Why Hollywood As We Know It Is Already Over

Interesting coverage on the sea change in Hollywood is coming (and has already come), especially as Amazon and Netflix drink Hollywood's milkshake, whose incredibly detailed analytics allow them to pump out original after or original that they know will almost hit a guaranteed success.

[aeon.co]

Omens

The comment prompt says "The Universe will (probably) end one day. Should we start thinking of doing something about that?" Holy shit, what? I can barely imagine getting through this next fifty years. What can we even do about the end (or rebooting) of the universe? In any case, this is a great article about contemplating the deep future ahead of us and whether or not humans go extinct in it.

[medium.freecodecamp.com]

I’ll never bring my phone on an international flight again. Neither should you.

I'd recommend you don't, either. Backup and wipe your phone, meditate so you can focus solely on a black square in your mind, and buy a cheap Chromebook. Schneier on Security has an interesting little blog and comments section on duress codes, but most of the comments pretty much agree that wiping your phone during an interrogation will only be seen as suspicious and due cause to be even more invasive.

[youtube.com]

Demoscene video forwarded by Benjamin D.(? check) Summerton

Looking for a documentary that will appease your need for fantastic music video effects, extremely nerdy subcultures, and obscure art? Boy, is this the video for you! Note that you'll want to turn on the English closed captioning since a lot of it is in other languages. Thanks to Benjamin N. Summerton for the forward.

[theatlantic.com]

Your Browsing History Alone Can Give Away Your Identity

Researchers can derive your personal social media identity by computing the probability that you're a given user based on which of your friends' links you've clicked on, without sharing or tweeting anything. The algorithm has a 72% accuracy rate, and 81% of the time, it's in the top 15. More details on how the study was conducted in the article, and what implications this has for powers that aren't just researching this stuff for fun. (Also, it basically ends on, "Use Tor.")

[cnbc.com]

Elon Musk: Humans must merge with machines or become irrelevant in AI age

Let's be real - we all already knew this was the case. But hey, bless Elon Musk for bringing the fringe to the mainstream. Also, is it just me or is an Elon Musk-led utopia-authoritarian dictatorship sounding kind of good right now(*)?

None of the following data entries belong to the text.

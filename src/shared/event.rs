//! Asynchronous Notification Events
//!
//! This module defines the events the managers broadcast to interested
//! session layers: deadlock resolutions, lock expirations, grants from the
//! pending queue, and aggregated cascade-undo failures. Events are
//! informational; they never replace a synchronous return value.
use chrono::Utc;
use serde::{Deserialize, Serialize};
use uuid::Uuid;

/// What happened
#[derive(Debug, Clone, Serialize, Deserialize, PartialEq)]
#[serde(tag = "type", rename_all = "snake_case")]
pub enum CollabEventKind {
    /// A queued lock request was granted after waiting
    LockGranted {
        /// Document the locks belong to
        document: String,
        /// Actor that received the grant
        actor_id: String,
        /// Objects covered by the grant
        object_ids: Vec<String>,
    },
    /// A held lock passed its TTL and was force-released by the sweep
    LockExpired {
        /// Document the lock belonged to
        document: String,
        /// Object the lock covered
        object_id: String,
        /// Actor that held the lock
        holder: String,
    },
    /// The deadlock detector broke a wait cycle
    DeadlockResolved {
        /// Document the cycle occurred in
        document: String,
        /// Actor whose locks were force-released
        victim: String,
        /// Objects that were force-released
        released_objects: Vec<String>,
        /// The actors that formed the cycle
        cycle: Vec<String>,
    },
    /// A cascade undo completed with one or more inverse failures
    CascadeUndoFailed {
        /// The group whose undo triggered the cascade
        group_id: Uuid,
        /// Number of inverses that failed to apply
        failures: usize,
    },
}

/// An event plus the wall-clock instant it was observed
#[derive(Debug, Clone, Serialize, Deserialize, PartialEq)]
pub struct CollabEvent {
    /// What happened
    pub kind: CollabEventKind,
    /// RFC3339 timestamp when the event occurred
    pub timestamp: String,
}

impl CollabEvent {
    /// Wrap an event kind with the current timestamp
    pub fn new(kind: CollabEventKind) -> Self {
        Self {
            kind,
            timestamp: Utc::now().to_rfc3339(),
        }
    }

    /// Create a lock-granted event
    pub fn lock_granted(document: &str, actor_id: &str, object_ids: Vec<String>) -> Self {
        Self::new(CollabEventKind::LockGranted {
            document: document.to_string(),
            actor_id: actor_id.to_string(),
            object_ids,
        })
    }

    /// Create a lock-expired event
    pub fn lock_expired(document: &str, object_id: &str, holder: &str) -> Self {
        Self::new(CollabEventKind::LockExpired {
            document: document.to_string(),
            object_id: object_id.to_string(),
            holder: holder.to_string(),
        })
    }

    /// Create a deadlock-resolved event
    pub fn deadlock_resolved(
        document: &str,
        victim: &str,
        released_objects: Vec<String>,
        cycle: Vec<String>,
    ) -> Self {
        Self::new(CollabEventKind::DeadlockResolved {
            document: document.to_string(),
            victim: victim.to_string(),
            released_objects,
            cycle,
        })
    }

    /// Create a cascade-undo-failed event
    pub fn cascade_undo_failed(group_id: Uuid, failures: usize) -> Self {
        Self::new(CollabEventKind::CascadeUndoFailed { group_id, failures })
    }
}

#[cfg(test)]
mod tests {
    use super::*;

    #[test]
    fn test_event_serialization_tags_kind() {
        let event = CollabEvent::lock_expired("doc1", "partA", "alice");
        let json = serde_json::to_string(&event).unwrap();
        assert!(json.contains(r#""type":"lock_expired""#));
        assert!(json.contains("partA"));
    }

    #[test]
    fn test_deadlock_event_payload() {
        let event = CollabEvent::deadlock_resolved(
            "doc1",
            "carol",
            vec!["p3".to_string()],
            vec!["alice".to_string(), "bob".to_string(), "carol".to_string()],
        );
        match event.kind {
            CollabEventKind::DeadlockResolved { victim, cycle, .. } => {
                assert_eq!(victim, "carol");
                assert_eq!(cycle.len(), 3);
            }
            _ => panic!("Expected DeadlockResolved"),
        }
    }
}
use crate::helper::HelperError;
use crate::models::db_operations::{posts_db_operations, settings_db_operations, users_db_operations};
use crate::models::{Post, PostFields, Settings, SettingsUpdate};
use crate::DbPool;
use redb::Database;
use std::collections::HashMap;

fn get_conn(pool: &DbPool) -> Result<r2d2::PooledConnection<r2d2_sqlite::SqliteConnectionManager>, HelperError> {
    pool.get().map_err(HelperError::Pool)
}

pub fn verify_credentials(pool: &DbPool, username: &str, password: &str) -> Option<(String, String)> {
    match pool.get() {
        Ok(conn) => users_db_operations::verify_credentials(&conn, username, password),
        Err(e) => {
            log::error!("Could not get DB connection to verify credentials: {}", e);
            None
        }
    }
}

pub fn record_login(pool: &DbPool, username: &str) -> Result<(), HelperError> {
    let conn = get_conn(pool)?;
    users_db_operations::update_last_login_time(&conn, username)?;
    Ok(())
}

pub fn create_post(db: &Database, fields: &PostFields) -> Result<Post, HelperError> {
    Ok(posts_db_operations::create_post(db, fields)?)
}

pub fn update_post(db: &Database, id: u64, fields: &PostFields) -> Result<Post, HelperError> {
    Ok(posts_db_operations::update_post(db, id, fields)?)
}

pub fn update_settings(pool: &DbPool, changes: &SettingsUpdate) -> Result<Settings, HelperError> {
    let conn = get_conn(pool)?;
    Ok(settings_db_operations::update_settings(&conn, changes)?)
}

/// Reads the post form fields (`title`, `body`, `authorName`, `authorUrl`).
pub fn post_fields_from_form(parsed: &HashMap<String, String>) -> PostFields {
    PostFields {
        title: parsed.get("title").cloned().unwrap_or_default(),
        body: parsed.get("body").cloned().unwrap_or_default(),
        author_name: parsed.get("authorName").cloned().unwrap_or_default(),
        author_url: parsed.get("authorUrl").cloned(),
    }
}

/// Turns the settings form into a partial update. Blank text fields keep their
/// stored value; the checkbox is absent from the form when unticked.
pub fn settings_update_from_form(parsed: &HashMap<String, String>) -> Result<SettingsUpdate, String> {
    let text = |key: &str| {
        parsed
            .get(key)
            .map(|s| s.trim())
            .filter(|s| !s.is_empty())
            .map(str::to_string)
    };

    let posts_per_page = match text("postsPerPage") {
        Some(raw) => match raw.parse::<u32>() {
            Ok(n) if n > 0 => Some(n),
            _ => return Err("Posts per page must be a whole number greater than zero.".to_string()),
        },
        None => None,
    };

    Ok(SettingsUpdate {
        // Feed and Disqus links are built as `{blog_url}posts/{id}`.
        blog_url: text("blogUrl").map(|url| if url.ends_with('/') { url } else { format!("{}/", url) }),
        blog_title: text("blogTitle"),
        blog_subtitle: text("blogSubtitle"),
        author_name: text("authorName"),
        author_url: text("authorUrl"),
        posts_per_page,
        disqus_enabled: Some(parsed.contains_key("disqusEnabled")),
        disqus_blog_id: Some(text("disqusBlogId")),
    })
}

* i am shitposting do not hold me to this

[futurism.com]

200 Coders and Hackers United to Save NASA’s Climate Data From Deletion

You know things are dire when indie hackers and students come together to protect the digital equivalent of book burning.

[theransomnote.com]

Music Video: Statue - MONUMENT

Alex Badham, talented music video director from Australia, reached out to me with this video he produced with some datamoshing effects he learned from a tutorial on Glitchet. Awesome! It uses datamoshing very minimally at the end and in quite good taste, and the actual track is a solid EDM track with a video that manages to remain interesting for the full 6 minutes.